RFLP is still used in marker-assisted selection. Terminal restriction fragment length polymorphism (TRFLP or sometimes T-RFLP) is a technique initially developed for characterizing bacterial communities in mixed-species samples. The technique has also been applied to other groups including soil fungi. TRFLP works by PCR amplification of DNA using primer pairs that have been labeled with fluorescent tags. The PCR products are then digested using RFLP enzymes and the resulting patterns visualized using a DNA sequencer. The results are analyzed either by simply counting and comparing bands or peaks in the TRFLP profile, or by matching bands from one or more TRFLP runs to a database of known species. The technique is similar in some aspects to temperature gradient or denaturing gradient gel electrophoresis (TGGE and DGGE).

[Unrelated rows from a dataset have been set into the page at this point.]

use std::fmt;
use std::path::PathBuf;
use thiserror::Error;

/// Exit status used for every launcher failure (-1 truncated to a byte)
pub const FAILURE_EXIT_CODE: i32 = 255;

/// Which file a failed open or redirect was meant for
#[derive(Debug, Clone, Copy, PartialEq, Eq)]
pub enum StreamPurpose {
    Pidfile,
    Stdin,
    Stdout,
    Stderr,
}

impl fmt::Display for StreamPurpose {
    fn fmt(&self, f: &mut fmt::Formatter<'_>) -> fmt::Result {
        let name = match self {
            StreamPurpose::Pidfile => "pidfile",
            StreamPurpose::Stdin => "stdin",
            StreamPurpose::Stdout => "stdout",
            StreamPurpose::Stderr => "stderr",
        };
        f.write_str(name)
    }
}

/// Main error type for the launcher
#[derive(Debug, Error)]
pub enum LaunchError {
    // Argument errors
    #[error("No value given for {flag}")]
    MissingArgumentValue { flag: String },

    #[error("Could not convert argument {index} to UTF-8")]
    ConversionFailure { index: usize },

    // Preparation errors
    #[error("Could not open {purpose} file '{}': {source}", path.display())]
    FileOpenFailure {
        path: PathBuf,
        purpose: StreamPurpose,
        #[source]
        source: std::io::Error,
    },

    #[error("Could not switch {purpose} descriptor: {source}")]
    DescriptorRedirectFailure {
        purpose: StreamPurpose,
        #[source]
        source: std::io::Error,
    },

    // Detach errors
    #[error("Could not fork the process to daemonize it: {0}")]
    ForkFailure(#[source] std::io::Error),

    #[error("Could not start a new session: {0}")]
    SessionDetachFailure(#[source] std::io::Error),

    #[error("Could not write pidfile '{}': {source}", path.display())]
    PidFileWriteFailure {
        path: PathBuf,
        #[source]
        source: std::io::Error,
    },

    #[error("{0}")]
    Unsupported(String),
}

impl LaunchError {
    /// Process exit status for this failure
    pub fn exit_code(&self) -> i32 {
        FAILURE_EXIT_CODE
    }
}

/// Result type alias for launcher operations
pub type Result<T> = std::result::Result<T, LaunchError>;

#[cfg(test)]
mod tests {
    use super::*;

    #[test]
    fn test_file_open_failure_names_path_and_purpose() {
        let err = LaunchError::FileOpenFailure {
            path: PathBuf::from("/missing/in.txt"),
            purpose: StreamPurpose::Stdin,
            source: std::io::Error::from(std::io::ErrorKind::NotFound),
        };
        let message = err.to_string();
        assert!(message.contains("stdin"));
        assert!(message.contains("/missing/in.txt"));
        assert_eq!(err.exit_code(), 255);
    }

    #[test]
    #[cfg(unix)]
    fn test_os_failures_keep_errno() {
        use std::error::Error as _;

        let err = LaunchError::ForkFailure(nix::Error::EAGAIN.into());
        let source = err
            .source()
            .and_then(|s| s.downcast_ref::<std::io::Error>())
            .unwrap();
        assert_eq!(source.raw_os_error(), Some(nix::libc::EAGAIN));
        assert!(err.to_string().starts_with("Could not fork"));
    }

    #[test]
    fn test_missing_value_message() {
        let err = LaunchError::MissingArgumentValue {
            flag: "--pidfile".to_string(),
        };
        assert_eq!(err.to_string(), "No value given for --pidfile");
    }
}
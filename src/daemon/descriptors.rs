// Standard stream redirection and inherited descriptor release

use crate::config::DaemonizeConfig;
use crate::error::{LaunchError, Result, StreamPurpose};
use nix::libc;
use nix::sys::resource::{getrlimit, Resource};
use nix::unistd::{close, dup2};
use std::fs::{File, OpenOptions};
use std::os::unix::fs::OpenOptionsExt;
use std::os::unix::io::{IntoRawFd, RawFd};
use std::path::Path;
use tracing::{debug, warn};

/// Creation mode for explicit stdout/stderr files
pub const STREAM_FILE_MODE: u32 = 0o640;

/// Highest descriptor bound the scrub will use, and the bound when the limit is unknown
pub const FALLBACK_DESCRIPTOR_BOUND: RawFd = 65_536;

/// One of the three standard descriptor slots
#[derive(Debug, Clone, Copy, PartialEq, Eq)]
pub enum StandardSlot {
    Stdin,
    Stdout,
    Stderr,
}

impl StandardSlot {
    pub fn fd(self) -> RawFd {
        match self {
            StandardSlot::Stdin => libc::STDIN_FILENO,
            StandardSlot::Stdout => libc::STDOUT_FILENO,
            StandardSlot::Stderr => libc::STDERR_FILENO,
        }
    }

    pub fn purpose(self) -> StreamPurpose {
        match self {
            StandardSlot::Stdin => StreamPurpose::Stdin,
            StandardSlot::Stdout => StreamPurpose::Stdout,
            StandardSlot::Stderr => StreamPurpose::Stderr,
        }
    }
}

/// The files that will become descriptors 0, 1 and 2
#[derive(Debug)]
pub struct DescriptorTriple {
    stdin: File,
    stdout: File,
    stderr: File,
}

impl DescriptorTriple {
    /// Open all three stream files without touching the current descriptors
    pub fn open(config: &DaemonizeConfig) -> Result<Self> {
        let stdin = open_stream(config.resolved_stdin(), StandardSlot::Stdin, false)?;
        let stdout = open_stream(
            config.resolved_stdout(),
            StandardSlot::Stdout,
            config.stdout.is_some(),
        )?;
        let stderr = open_stream(
            config.resolved_stderr(),
            StandardSlot::Stderr,
            config.stderr.is_some(),
        )?;

        Ok(Self {
            stdin,
            stdout,
            stderr,
        })
    }

    /// Substitute descriptors 0, 1 and 2, in that order
    pub fn redirect(self) -> Result<()> {
        redirect_standard_stream(StandardSlot::Stdin, self.stdin)?;
        redirect_standard_stream(StandardSlot::Stdout, self.stdout)?;
        redirect_standard_stream(StandardSlot::Stderr, self.stderr)?;
        Ok(())
    }
}

fn open_stream(path: &Path, slot: StandardSlot, explicit: bool) -> Result<File> {
    let mut options = OpenOptions::new();
    match slot {
        StandardSlot::Stdin => {
            options.read(true);
        }
        StandardSlot::Stdout | StandardSlot::Stderr if explicit => {
            options
                .append(true)
                .create(true)
                .mode(STREAM_FILE_MODE);
        }
        StandardSlot::Stdout | StandardSlot::Stderr => {
            options.write(true);
        }
    }

    debug!("Opening {} source {}", slot.purpose(), path.display());
    options.open(path).map_err(|source| LaunchError::FileOpenFailure {
        path: path.to_path_buf(),
        purpose: slot.purpose(),
        source,
    })
}

/// Make `file` the process's descriptor for `slot`, consuming it
pub fn redirect_standard_stream(slot: StandardSlot, file: File) -> Result<()> {
    move_descriptor(file.into_raw_fd(), slot.fd()).map_err(|source| {
        LaunchError::DescriptorRedirectFailure {
            purpose: slot.purpose(),
            source: source.into(),
        }
    })
}

/// `dup2` `fd` onto `target`, then release `fd`.
///
/// When `fd` already is `target` the `dup2` is a no-op and `fd` stays open.
fn move_descriptor(fd: RawFd, target: RawFd) -> nix::Result<()> {
    let result = dup2(fd, target).map(|_| ());
    if fd != target {
        let _ = close(fd);
    }
    result
}

/// Exclusive upper bound for descriptor numbers this process can hold
pub fn descriptor_bound() -> RawFd {
    match getrlimit(Resource::RLIMIT_NOFILE) {
        Ok((soft, _)) => bound_for_limit(soft),
        Err(e) => {
            warn!(
                "Could not query open file limit ({}), closing descriptors below {}",
                e, FALLBACK_DESCRIPTOR_BOUND
            );
            FALLBACK_DESCRIPTOR_BOUND
        }
    }
}

/// Descriptor bound for a soft `RLIMIT_NOFILE`, capped at the fallback bound
fn bound_for_limit(soft: libc::rlim_t) -> RawFd {
    match RawFd::try_from(soft) {
        Ok(bound) if soft != libc::RLIM_INFINITY && bound <= FALLBACK_DESCRIPTOR_BOUND => bound,
        _ => {
            debug!(
                "Open file limit {} is above {}, using {}",
                soft, FALLBACK_DESCRIPTOR_BOUND, FALLBACK_DESCRIPTOR_BOUND
            );
            FALLBACK_DESCRIPTOR_BOUND
        }
    }
}

/// Close every descriptor above stderr, returning the bound that was used
pub fn scrub_inherited_descriptors() -> RawFd {
    let bound = descriptor_bound();
    for fd in (libc::STDERR_FILENO + 1)..bound {
        // EBADF for slots that were never open
        let _ = close(fd);
    }
    debug!("Released descriptors 3..{}", bound);
    bound
}
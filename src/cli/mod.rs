// CLI module - Argument list and daemonization flag extraction

pub mod source;

use crate::error::{LaunchError, Result};
use std::ffi::{OsStr, OsString};

pub use source::{native, ArgumentSource, OsArgs, WideArgs};

/// A recognized launcher flag with its short and long alias
#[derive(Debug, Clone, Copy, PartialEq, Eq)]
pub struct Flag {
    pub long: &'static str,
    pub short: &'static str,
}

impl Flag {
    const fn new(long: &'static str, short: &'static str) -> Self {
        Self { long, short }
    }
}

pub const DAEMONIZE: Flag = Flag::new("--daemonize", "-d");
pub const PIDFILE: Flag = Flag::new("--pidfile", "-f");
pub const STDIN: Flag = Flag::new("--stdin", "-0");
pub const STDOUT: Flag = Flag::new("--stdout", "-1");
pub const STDERR: Flag = Flag::new("--stderr", "-2");

/// Ordered, owned invocation arguments (program name first)
#[derive(Debug, Clone, Default, PartialEq, Eq)]
pub struct ArgumentList {
    args: Vec<OsString>,
}

impl ArgumentList {
    pub fn new(args: Vec<OsString>) -> Self {
        Self { args }
    }

    pub fn len(&self) -> usize {
        self.args.len()
    }

    pub fn is_empty(&self) -> bool {
        self.args.is_empty()
    }

    pub fn get(&self, index: usize) -> Option<&OsStr> {
        self.args.get(index).map(OsString::as_os_str)
    }

    pub fn iter(&self) -> impl Iterator<Item = &OsStr> {
        self.args.iter().map(OsString::as_os_str)
    }

    pub fn as_slice(&self) -> &[OsString] {
        &self.args
    }

    pub fn into_inner(self) -> Vec<OsString> {
        self.args
    }

    /// Remove `count` elements starting at `index`, keeping the order of the rest
    pub fn remove_at(&mut self, index: usize, count: usize) {
        let end = (index + count).min(self.args.len());
        if index < end {
            self.args.drain(index..end);
        }
    }

    fn position(&self, long: &str, short: &str) -> Option<usize> {
        self.args.iter().position(|arg| arg == long || arg == short)
    }

    /// Remove the first occurrence of either alias, returning whether one was found
    pub fn extract_flag(&mut self, long: &str, short: &str) -> bool {
        match self.position(long, short) {
            Some(index) => {
                self.remove_at(index, 1);
                true
            }
            None => false,
        }
    }

    /// Remove the first occurrence of either alias together with the value after it.
    ///
    /// A flag in last position is an error and leaves the list untouched.
    pub fn extract_flag_with_value(&mut self, long: &str, short: &str) -> Result<Option<OsString>> {
        let Some(index) = self.position(long, short) else {
            return Ok(None);
        };

        if index + 1 >= self.args.len() {
            let flag = self.args[index].to_string_lossy().into_owned();
            return Err(LaunchError::MissingArgumentValue { flag });
        }

        let value = self.args.remove(index + 1);
        self.args.remove(index);
        Ok(Some(value))
    }
}

impl<S: Into<OsString>> FromIterator<S> for ArgumentList {
    fn from_iter<I: IntoIterator<Item = S>>(iter: I) -> Self {
        Self::new(iter.into_iter().map(Into::into).collect())
    }
}

impl<S: Into<OsString>, const N: usize> From<[S; N]> for ArgumentList {
    fn from(args: [S; N]) -> Self {
        args.into_iter().collect()
    }
}

impl IntoIterator for ArgumentList {
    type Item = OsString;
    type IntoIter = std::vec::IntoIter<OsString>;

    fn into_iter(self) -> Self::IntoIter {
        self.args.into_iter()
    }
}
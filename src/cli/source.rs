// Platform argument sources, normalized into an ArgumentList

use super::ArgumentList;
use crate::error::{LaunchError, Result};
use std::ffi::OsString;

/// Something that can produce the process's invocation arguments
pub trait ArgumentSource {
    fn arguments(self) -> Result<ArgumentList>;
}

/// Byte-string arguments taken verbatim (Unix)
pub struct OsArgs<I> {
    args: I,
}

impl<I: IntoIterator<Item = OsString>> OsArgs<I> {
    pub fn new(args: I) -> Self {
        Self { args }
    }
}

impl<I: IntoIterator<Item = OsString>> ArgumentSource for OsArgs<I> {
    fn arguments(self) -> Result<ArgumentList> {
        Ok(self.args.into_iter().collect())
    }
}

/// Wide-character arguments that must convert cleanly to UTF-8 (Windows)
pub struct WideArgs<I> {
    args: I,
}

impl<I: IntoIterator<Item = OsString>> WideArgs<I> {
    pub fn new(args: I) -> Self {
        Self { args }
    }
}

impl<I: IntoIterator<Item = OsString>> ArgumentSource for WideArgs<I> {
    fn arguments(self) -> Result<ArgumentList> {
        self.args
            .into_iter()
            .enumerate()
            .map(|(index, arg)| {
                arg.into_string()
                    .map(OsString::from)
                    .map_err(|_| LaunchError::ConversionFailure { index })
            })
            .collect::<Result<Vec<_>>>()
            .map(ArgumentList::new)
    }
}

/// Arguments of the current process, read the way this platform requires
#[cfg(not(windows))]
pub fn native() -> Result<ArgumentList> {
    OsArgs::new(std::env::args_os()).arguments()
}

#[cfg(windows)]
pub fn native() -> Result<ArgumentList> {
    WideArgs::new(std::env::args_os()).arguments()
}
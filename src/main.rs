use dlaunch::cli;
use dlaunch::daemon::{launch, Launch};
use dlaunch::runtime::{CommandRuntime, Runtime};

fn main() {
    dlaunch::logs::init();

    let code = match cli::native().and_then(launch) {
        // The invoking process leaves immediately; the detached child carries on
        Ok(Launch::Parent(_)) => 0,
        Ok(Launch::Ready(args)) => CommandRuntime::native().start(args),
        Err(e) => {
            eprintln!("Error: {}", e);
            e.exit_code()
        }
    };

    std::process::exit(code);
}
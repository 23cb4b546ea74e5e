// Logs module - Diagnostic event output

use crate::config::{log_filter, DEFAULT_LOG_FILTER};
use tracing_subscriber::EnvFilter;

/// Install the stderr tracing subscriber.
///
/// Returns false when a subscriber was already installed.
pub fn init() -> bool {
    init_with_filter(&log_filter())
}

/// Install the stderr tracing subscriber with an explicit filter directive
pub fn init_with_filter(directive: &str) -> bool {
    let filter = EnvFilter::try_new(directive).unwrap_or_else(|e| {
        eprintln!("Invalid log filter '{}' ({}), using '{}'", directive, e, DEFAULT_LOG_FILTER);
        EnvFilter::new(DEFAULT_LOG_FILTER)
    });

    // Writes go to whatever descriptor 2 is at event time
    tracing_subscriber::fmt()
        .with_env_filter(filter)
        .with_writer(std::io::stderr)
        .with_target(false)
        .try_init()
        .is_ok()
}
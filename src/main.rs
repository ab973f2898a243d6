mod cli;
mod xwin;

use std::io::IsTerminal;

use clap::Parser;
use cli::Cli;
use tracing_subscriber::EnvFilter;

fn main() {
    tracing_subscriber::fmt()
        .with_env_filter(EnvFilter::from_default_env())
        .with_writer(std::io::stderr)
        .with_ansi(std::io::stderr().is_terminal())
        .init();

    let cli = Cli::parse();

    if let Err(e) = xwin::run(cli.display.as_deref(), &cli.title, cli.window_config()) {
        xwin::errors::die(e);
    }
}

The sequence changes directly involved with an RFLP can also be analyzed more quickly by PCR. Amplification can be directed across the altered restriction site, and the products digested with the restriction enzyme. This method has been called Cleaved Amplified Polymorphic Sequence (CAPS). Alternatively, the amplified segment can be analyzed by allele-specific oligonucleotide (ASO) probes, a process that can often be done by a simple dot blot.